Excerpted from "Social Security Handbook". See the up-to-date, official Social Security Handbook at ssa.gov.

2002. Initial Determinations

2002.1 What is an initial determination?

An initial determination is a determination we make that is subject to administrative and judicial review.

2002.2 What topics can initial determinations cover?

Initial determinations include, but are not limited to, determinations about:

  1. Entitlement or continuing entitlement to benefits;

  2. Reentitlement to benefits;

  3. The amount of benefits;

  4. Recomputation of benefits;

  5. Revisions of Social Security earnings records;

  6. A deduction from benefits because of work;

  7. Termination of benefits;

  8. The establishment or termination of a period of disability;

  9. Whether benefits should be paid to another person on behalf of the beneficiary (unless the beneficiary is under age 18 (see §1602 for exception) or legally incompetent);

  10. Who will act as payee if we determined that representative payment will be made;

  11. Any overpayment or underpayment of benefits;

  12. How an underpayment of benefits due a deceased person will be paid;

  13. An offset of benefits because of SSI previously received for the same period;

  14. A deduction from disability benefits because of refusal to accept rehabilitation services;

  15. Whether completion of or continuation for a specified period of time in an appropriate vocational rehabilitation program will significantly increase the likelihood that the person will not have to return to the disability benefit rolls and thus, whether benefits may be continued even though the person is not disabled;

  16. Whether an overpayment of benefits must be repaid to us;

  17. Reduction in disability benefits because the person also receives benefits under a workers' compensation law;

  18. Penalty deductions imposed because of failure to report certain events;

  19. Nonpayment of benefits because of claimant's confinement for more than 30 continuous days in a jail, prison, or other correctional institution for conviction of a criminal offense;

  20. Whether or not the person has a disabling impairment(s) as defined in §507. Nonpayment of benefits because of claimant's confinement for more than 30 continuous days in a mental health institution or other medical facility because a court found the individual was not guilty for reason of insanity; a court found that he/she was incompetent to stand trial or was unable to stand trial for some other similar mental defect; or, a court found that he/she was sexually dangerous; and

  21. Nonpayment of benefits because the person has not furnished us satisfactory proof of his or her Social Security number, or, if a Social Security number has not been assigned to him or her, he or she has not filed a proper application for one.
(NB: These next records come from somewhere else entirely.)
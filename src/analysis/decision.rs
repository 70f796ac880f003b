//! Per-category decision computation.
//!
//! Collapses one beach's recent reports for a category into a single
//! dominant level plus a reliability tier, the shape every detail
//! screen displays. Earlier app variants each re-implemented this with
//! slightly different windows; here the window is a parameter and the
//! screens all call the same function.

use crate::model::{Decision, Reliability, Report};

use super::windows::{self, count_levels, in_window, window_label};

/// Reliability tier for a given in-window report count.
///
/// Thresholds: 0–1 → low, 2–3 → medium, 4+ → high.
pub fn reliability_for_count(count: usize) -> Reliability {
    if count >= 4 {
        Reliability::High
    } else if count >= 2 {
        Reliability::Medium
    } else {
        Reliability::Low
    }
}

/// Computes the decision for one category over one beach's reports,
/// with the window ending at `now_ms`.
///
/// `beach_reports` is expected to be already scoped to a single beach;
/// any category filter is applied here. No in-window reports of the
/// category — including an unknown tag — yields the no-data decision
/// (level 0, low reliability) rather than an error.
///
/// The dominant level uses a conservative tie-break: severity 3 wins
/// ties against both other levels, and severity 2 wins ties against 1.
/// A single report of any level is trivially dominant.
pub fn compute_decision_at(
    beach_reports: &[Report],
    category: &str,
    window_ms: i64,
    now_ms: i64,
) -> Decision {
    let recent: Vec<&Report> = beach_reports
        .iter()
        .filter(|r| r.category == category && in_window(r, window_ms, now_ms))
        .collect();

    let window_label = window_label(window_ms);

    if recent.is_empty() {
        return Decision {
            level: 0,
            reliability: Reliability::Low,
            count: 0,
            window_label,
        };
    }

    let counts = count_levels(recent.iter().copied());
    let level = if counts.red >= counts.orange && counts.red >= counts.green {
        3
    } else if counts.orange >= counts.green {
        2
    } else {
        1
    };

    Decision {
        level,
        reliability: reliability_for_count(recent.len()),
        count: recent.len(),
        window_label,
    }
}

/// Convenience wrapper anchored at the real clock. Use
/// [`compute_decision_at`] in tests to keep them deterministic.
pub fn compute_decision(beach_reports: &[Report], category: &str, window_ms: i64) -> Decision {
    compute_decision_at(beach_reports, category, window_ms, windows::now_ms())
}

// ---------------------------------------------------------------------------
// Tests
// ---------------------------------------------------------------------------
/// Report aggregation engine.
///
/// Pure functions over snapshot collections of normalized reports. Every
/// function takes an explicit `now_ms` so results are deterministic in
/// tests; thin `*_now` wrappers anchor at the wall clock for callers.
/// Nothing here holds state, performs I/O, or logs — the engine computes
/// a fresh, consistent answer from exactly the snapshot it is handed.
///
/// Submodules:
/// - `windows` — in-window selection, per-level counting, time labels.
/// - `decision` — per-category dominant-level decision with reliability.
/// - `marker` — per-beach cross-category map marker status.
/// - `stats` — daily per-category tallies for detail screens.

pub mod decision;
pub mod marker;
pub mod stats;
pub mod windows;
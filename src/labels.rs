//! Display labels for the presentation layer.
//!
//! The app's UI is French; these tables map engine output (category
//! tags, levels, reliability tiers) to the strings the screens show.
//! Unknown category tags fall back to neutral color words rather than
//! erroring — the engine treats the tag set as open and so does this
//! module.

use crate::model::{
    Reliability, CATEGORY_CROWD, CATEGORY_RAIN, CATEGORY_SARGASSUM, CATEGORY_SUN, CATEGORY_SWIM,
};

const SARGASSUM_LABELS: [&str; 3] = ["Aucune", "Modérée", "Importante"];
const SWIM_LABELS: [&str; 3] = ["Autorisée", "Déconseillée", "Interdite"];
const SUN_LABELS: [&str; 3] = ["Soleil", "Couvert", "Pluie"];
const CROWD_LABELS: [&str; 3] = ["Calme", "Modéré", "Foule"];
const FALLBACK_LABELS: [&str; 3] = ["Vert", "Orange", "Rouge"];

/// Summary text for a decision: "Importante", "Interdite", ….
/// Level 0 (no data) reads "Pas assez d'infos"; an unknown category at
/// a real level yields an empty string and the screen shows the level
/// color alone.
pub fn decision_text(category: &str, level: u8) -> &'static str {
    if !(1..=3).contains(&level) {
        return "Pas assez d'infos";
    }
    let idx = (level - 1) as usize;
    match category {
        CATEGORY_SARGASSUM => SARGASSUM_LABELS[idx],
        CATEGORY_SWIM => SWIM_LABELS[idx],
        CATEGORY_SUN => SUN_LABELS[idx],
        CATEGORY_CROWD => CROWD_LABELS[idx],
        _ => "",
    }
}

/// The three option labels for a category's report buttons, levels
/// 1 to 3 in order.
pub fn level_labels(category: &str) -> [&'static str; 3] {
    match category {
        CATEGORY_SARGASSUM => SARGASSUM_LABELS,
        CATEGORY_SWIM => SWIM_LABELS,
        CATEGORY_SUN => SUN_LABELS,
        CATEGORY_CROWD => CROWD_LABELS,
        _ => FALLBACK_LABELS,
    }
}

/// Section title for a category on the report form.
pub fn category_title(category: &str) -> &'static str {
    match category {
        CATEGORY_SARGASSUM => "Sargasses",
        CATEGORY_SUN => "Météo",
        CATEGORY_RAIN => "Pluie",
        CATEGORY_SWIM => "Baignade",
        CATEGORY_CROWD => "Affluence",
        _ => "",
    }
}

/// French reliability wording: "faible", "moyenne", "élevée".
pub fn reliability_label(reliability: Reliability) -> &'static str {
    match reliability {
        Reliability::Low => "faible",
        Reliability::Medium => "moyenne",
        Reliability::High => "élevée",
    }
}

// ---------------------------------------------------------------------------
// Tests
// ---------------------------------------------------------------------------
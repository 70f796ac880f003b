//! Application configuration, parsed from a TOML file.
//!
//! Every value has a default matching the stock app behavior (1 h
//! decision and marker windows, 24 h stats, local store file), so the
//! service runs with no config file at all. A present-but-corrupt file
//! is logged and replaced by defaults rather than aborting.

use serde::Deserialize;
use std::fmt;
use std::fs;
use std::io;
use std::path::Path;

use crate::logging::{self, LogLevel};
use crate::model::HOUR_MS;

/// Default configuration file name, looked up in the working directory.
pub const DEFAULT_CONFIG_PATH: &str = "plagemon.toml";

// ---------------------------------------------------------------------------
// Config types
// ---------------------------------------------------------------------------

#[derive(Debug, Clone, PartialEq, Deserialize)]
#[serde(default)]
pub struct Config {
    pub windows: WindowsConfig,
    pub store: StoreConfig,
    pub log: LogConfig,
}

/// Aggregation window durations. The engine takes windows as
/// parameters; these are the values the screens pass.
#[derive(Debug, Clone, PartialEq, Deserialize)]
#[serde(default)]
pub struct WindowsConfig {
    /// Decision window for detail screens, in minutes.
    pub decision_minutes: i64,
    /// Marker window for the map overview, in minutes.
    pub marker_minutes: i64,
    /// Tally window for daily stats, in hours.
    pub stats_hours: i64,
}

#[derive(Debug, Clone, PartialEq, Deserialize)]
#[serde(default)]
pub struct StoreConfig {
    /// Report store file path.
    pub path: String,
    /// Seed the store with sample reports when it cannot be loaded.
    pub seed_sample_data: bool,
}

#[derive(Debug, Clone, PartialEq, Deserialize)]
#[serde(default)]
pub struct LogConfig {
    /// Minimum level: "debug", "info", "warn", "error".
    pub level: String,
    /// Optional log file; console-only when absent.
    pub file: Option<String>,
    /// Include timestamps in console output.
    pub timestamps: bool,
}

impl Default for Config {
    fn default() -> Self {
        Config {
            windows: WindowsConfig::default(),
            store: StoreConfig::default(),
            log: LogConfig::default(),
        }
    }
}

impl Default for WindowsConfig {
    fn default() -> Self {
        WindowsConfig {
            decision_minutes: 60,
            marker_minutes: 60,
            stats_hours: 24,
        }
    }
}

impl Default for StoreConfig {
    fn default() -> Self {
        StoreConfig {
            // Same key the web variant used in browser storage.
            path: "gwada_reports_v1.json".to_string(),
            seed_sample_data: false,
        }
    }
}

impl Default for LogConfig {
    fn default() -> Self {
        LogConfig {
            level: "info".to_string(),
            file: None,
            timestamps: true,
        }
    }
}

impl WindowsConfig {
    pub fn decision_window_ms(&self) -> i64 {
        self.decision_minutes * 60_000
    }

    pub fn marker_window_ms(&self) -> i64 {
        self.marker_minutes * 60_000
    }

    pub fn stats_window_ms(&self) -> i64 {
        self.stats_hours * HOUR_MS
    }
}

impl LogConfig {
    /// Parses the configured level, defaulting to Info on anything
    /// unrecognized.
    pub fn min_level(&self) -> LogLevel {
        match self.level.to_lowercase().as_str() {
            "debug" => LogLevel::Debug,
            "warn" | "warning" => LogLevel::Warning,
            "error" => LogLevel::Error,
            _ => LogLevel::Info,
        }
    }
}

// ---------------------------------------------------------------------------
// Errors
// ---------------------------------------------------------------------------

#[derive(Debug)]
pub enum ConfigError {
    /// The file could not be read.
    Io(io::Error),
    /// The file is not valid TOML for the expected schema.
    Parse(String),
}

impl fmt::Display for ConfigError {
    fn fmt(&self, f: &mut fmt::Formatter<'_>) -> fmt::Result {
        match self {
            ConfigError::Io(e) => write!(f, "I/O error: {}", e),
            ConfigError::Parse(msg) => write!(f, "Parse error: {}", msg),
        }
    }
}

impl std::error::Error for ConfigError {}

// ---------------------------------------------------------------------------
// Loading
// ---------------------------------------------------------------------------

/// Loads configuration from a TOML file.
pub fn load(path: impl AsRef<Path>) -> Result<Config, ConfigError> {
    let text = fs::read_to_string(path).map_err(ConfigError::Io)?;
    toml::from_str(&text).map_err(|e| ConfigError::Parse(e.to_string()))
}

/// Loads configuration, falling back to defaults on any failure.
/// A missing file logs at debug (running unconfigured is normal); a
/// corrupt one logs as unexpected.
pub fn load_or_default(path: impl AsRef<Path>) -> Config {
    let path = path.as_ref();
    match load(path) {
        Ok(config) => config,
        Err(e) => {
            logging::log_config_failure(&path.display().to_string(), "load", &e);
            Config::default()
        }
    }
}

// ---------------------------------------------------------------------------
// Tests
// ---------------------------------------------------------------------------
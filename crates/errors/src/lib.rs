//! Shared error vocabulary for the point-value store.
//!
//! Operations attach an [`ErrorMetadata`] to an `anyhow::Error` via
//! `.context(...)`. The session RPC surface downcasts to it when deciding
//! which per-element exception slot to fill: a bare `anyhow::Error`
//! with no attached metadata is always reported as an internal error.

use std::borrow::Cow;

mod status;

pub use status::StatusCode;

/// The error kinds the core surfaces across the session RPC boundary.
#[derive(Clone, Copy, Debug, Eq, PartialEq)]
pub enum ErrorKind {
    ServiceClosed,
    ServiceNotAvailable,
    SessionAuth,
    Unauthorized,
    PointUnknown,
    UnresolvedState,
    IllegalArgument,
    IllegalState,
    BadHandle,
    InvalidInterval,
    StoreAccess,
    IterationInterrupted,
}

impl ErrorKind {
    pub fn as_str(self) -> &'static str {
        match self {
            ErrorKind::ServiceClosed => "ServiceClosed",
            ErrorKind::ServiceNotAvailable => "ServiceNotAvailable",
            ErrorKind::SessionAuth => "SessionAuth",
            ErrorKind::Unauthorized => "Unauthorized",
            ErrorKind::PointUnknown => "PointUnknown",
            ErrorKind::UnresolvedState => "UnresolvedState",
            ErrorKind::IllegalArgument => "IllegalArgument",
            ErrorKind::IllegalState => "IllegalState",
            ErrorKind::BadHandle => "BadHandle",
            ErrorKind::InvalidInterval => "InvalidInterval",
            ErrorKind::StoreAccess => "StoreAccess",
            ErrorKind::IterationInterrupted => "IterationInterrupted",
        }
    }

    /// Whether this error kind represents a fatal, service-ending condition:
    /// these abort the service and translate incoming calls to
    /// `ServiceClosed`.
    pub fn is_fatal(self) -> bool {
        matches!(
            self,
            ErrorKind::ServiceClosed | ErrorKind::ServiceNotAvailable | ErrorKind::StoreAccess
        )
    }
}

/// Attached to an `anyhow::Error` chain via `.context(...)` to classify it.
///
/// `kind` is the dispatchable classification, `short_msg` is a stable
/// machine-matchable tag usable in tests, and `msg` is the human-facing
/// description.
#[derive(thiserror::Error, Clone, Debug, PartialEq, Eq)]
#[error("{msg}")]
pub struct ErrorMetadata {
    pub kind: ErrorKind,
    pub short_msg: Cow<'static, str>,
    pub msg: Cow<'static, str>,
}

impl ErrorMetadata {
    fn new(
        kind: ErrorKind,
        short_msg: impl Into<Cow<'static, str>>,
        msg: impl Into<Cow<'static, str>>,
    ) -> Self {
        Self {
            kind,
            short_msg: short_msg.into(),
            msg: msg.into(),
        }
    }

    pub fn service_closed() -> Self {
        Self::new(
            ErrorKind::ServiceClosed,
            "ServiceClosed",
            "The service connection has been closed",
        )
    }

    pub fn service_not_available(msg: impl Into<Cow<'static, str>>) -> Self {
        Self::new(ErrorKind::ServiceNotAvailable, "ServiceNotAvailable", msg)
    }

    pub fn session_auth(msg: impl Into<Cow<'static, str>>) -> Self {
        Self::new(ErrorKind::SessionAuth, "SessionAuth", msg)
    }

    pub fn unauthorized(msg: impl Into<Cow<'static, str>>) -> Self {
        Self::new(ErrorKind::Unauthorized, "Unauthorized", msg)
    }

    pub fn point_unknown(msg: impl Into<Cow<'static, str>>) -> Self {
        Self::new(ErrorKind::PointUnknown, "PointUnknown", msg)
    }

    pub fn unresolved_state(msg: impl Into<Cow<'static, str>>) -> Self {
        Self::new(ErrorKind::UnresolvedState, "UnresolvedState", msg)
    }

    pub fn illegal_argument(msg: impl Into<Cow<'static, str>>) -> Self {
        Self::new(ErrorKind::IllegalArgument, "IllegalArgument", msg)
    }

    pub fn illegal_state(msg: impl Into<Cow<'static, str>>) -> Self {
        Self::new(ErrorKind::IllegalState, "IllegalState", msg)
    }

    pub fn bad_handle(msg: impl Into<Cow<'static, str>>) -> Self {
        Self::new(ErrorKind::BadHandle, "BadHandle", msg)
    }

    pub fn invalid_interval(msg: impl Into<Cow<'static, str>>) -> Self {
        Self::new(ErrorKind::InvalidInterval, "InvalidInterval", msg)
    }

    pub fn store_access(msg: impl Into<Cow<'static, str>>) -> Self {
        Self::new(ErrorKind::StoreAccess, "StoreAccess", msg)
    }

    pub fn iteration_interrupted() -> Self {
        Self::new(
            ErrorKind::IterationInterrupted,
            "IterationInterrupted",
            "Cursor iteration was interrupted",
        )
    }
}

/// Extension methods for classifying an `anyhow::Error` without having to
/// downcast by hand at every call site.
pub trait ErrorMetadataAnyhowExt {
    fn error_kind(&self) -> Option<ErrorKind>;
    fn is_fatal(&self) -> bool;
    fn short_msg(&self) -> Option<&str>;
}

impl ErrorMetadataAnyhowExt for anyhow::Error {
    fn error_kind(&self) -> Option<ErrorKind> {
        self.downcast_ref::<ErrorMetadata>().map(|e| e.kind)
    }

    fn is_fatal(&self) -> bool {
        self.error_kind().map(ErrorKind::is_fatal).unwrap_or(false)
    }

    fn short_msg(&self) -> Option<&str> {
        self.downcast_ref::<ErrorMetadata>()
            .map(|e| e.short_msg.as_ref())
    }
}

#[cfg(test)]
mod tests {
    use super::*;

    #[test]
    fn downcasts_through_anyhow_context() {
        let err: anyhow::Error =
            anyhow::anyhow!("boom").context(ErrorMetadata::point_unknown("no such point"));
        assert_eq!(err.error_kind(), Some(ErrorKind::PointUnknown));
        assert_eq!(err.short_msg(), Some("PointUnknown"));
    }

    #[test]
    fn fatal_kinds() {
        assert!(ErrorMetadata::service_closed().kind.is_fatal());
        assert!(!ErrorMetadata::unauthorized("x").kind.is_fatal());
    }
}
Nonpayment of benefits, unless good cause is found, for any month in which a beneficiary has an unsatisfied warrant for more than 30 continuous days for:

    • A crime, or attempted crime, that is a felony or, in jurisdictions that do not classify crimes as felonies, a crime that is punishable by death or imprisonment for more than one year (regardless of the actual sentence imposed); or

    • Violation of a condition of Federal or State probation/parole.

2002.3 How does SSA notify claimants of decisions?

We will mail you or your representative, if you appointed one, notice of the initial determination, stating:

  1. The reasons for the determination;

  2. The effect of the determination; and

  3. Information concerning the right to a reconsideration or to a hearing.